How Two 26-Year-Old Friends Built a ₹1,890 Crore AI Cybersecurity Startup

In a world where artificial intelligence is transforming how software is built, two young founders saw a growing risk that many overlooked. Corridor, an AI-native cybersecurity startup, was founded by 26-year-old friends Jack Cable and Ashwin Ramaswami to solve one of the biggest emerging challenges in tech, security in the age of AI.

Today, the startup is valued at around $200 million (₹1,890 crore), showing how quickly innovation can scale when it addresses a real and urgent problem.

From Government Work to Startup Vision

Both founders met while working at the Cybersecurity and Infrastructure Security Agency (CISA), where they were involved in protecting critical infrastructure and identifying real-world vulnerabilities.

Jack Cable had already built a reputation as an ethical hacker from a young age and later worked as a cybersecurity researcher for the U.S. government. Ashwin Ramaswami, on the other hand, brought a unique mix of technology and policy expertise, focusing on large-scale cyber risks.

Their time at CISA exposed them to how modern cyber threats evolve, and more importantly, how existing systems struggle to keep up.

The Problem: AI Is Creating Security Risks Faster Than Ever

As AI tools began writing code faster than human developers, a new problem emerged. While productivity increased, so did the number of bugs and vulnerabilities.

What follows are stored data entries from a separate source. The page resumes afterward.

//! The binary codec: a recovering section reader and a scope-stack writer.

mod errors;
pub mod reader;
pub mod writer;

pub use errors::{EmitError, ReadError};
pub use reader::parse_binary;
pub use writer::emit_binary;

Traditional cybersecurity systems are largely reactive, they detect and fix issues after they occur. But with AI accelerating development, this approach is no longer enough.

The founders realised that:

  • Vulnerabilities are being created at scale
  • Security tools are too slow to respond
  • Fixing issues later is becoming inefficient

This gap created the foundation for Corridor.

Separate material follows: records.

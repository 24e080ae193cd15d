use thiserror::Error;

use crate::buffer::BufferError;
use crate::instruction::InstructionError;
use crate::model::ModelError;

/// A recoverable problem while decoding one section entry. The reader reports
/// it with section/entry context and reseeks to the section boundary.
#[derive(Error, Clone, Debug, Eq, PartialEq)]
pub enum ReadError {
    #[error("{0}")]
    Buffer(#[from] BufferError),
    #[error("{0}")]
    Instruction(#[from] InstructionError),
    #[error("{0}")]
    Model(#[from] ModelError),
    #[error("{0}")]
    Malformed(String),
}

impl ReadError {
    pub fn malformed(message: impl Into<String>) -> Self {
        ReadError::Malformed(message.into())
    }
}

/// A hard failure while emitting: only the output sink can produce one.
#[derive(Error, Debug)]
pub enum EmitError {
    #[error("An IO error occurred.")]
    Io(#[from] std::io::Error),
}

The Big Idea: AI-Native Cybersecurity

Corridor is built as an AI-first security platform designed to work in real time. Instead of waiting for vulnerabilities to appear, it aims to prevent them during the development process itself.

The platform:

  • Integrates directly with coding tools
  • Monitors code as it is written
  • Identifies risks instantly
  • Prevents vulnerabilities before they are deployed

This marks a shift from a “fix later” model to a “prevent now” approach, which is critical in an AI-driven development environment.

Rapid Growth and Investor Confidence

Corridor’s vision has attracted strong investor interest. The company raised $25 million in funding, led by Felicis, with backing from notable cybersecurity experts like Alex Stamos.

The funding will be used to:

  • Expand product development
  • Strengthen AI capabilities
  • Scale the platform globally

This early traction highlights how investors are betting on AI-driven security solutions as the next big wave in cybersecurity.

The Bigger Picture

Corridor’s rise reflects a major shift in the cybersecurity industry. As AI becomes central to software development, security must evolve alongside it.

The startup’s mission, to make cybersecurity faster than AI itself, captures a critical need in today’s tech ecosystem. Companies can no longer afford to treat security as an afterthought.

Conclusion

From identifying vulnerabilities in government systems to building a ₹1,890 crore startup, Jack Cable and Ashwin Ramaswami have shown how spotting the right problem at the right time can lead to massive impact.

Corridor is not just building another cybersecurity tool, it is redefining how security works in an AI-powered world.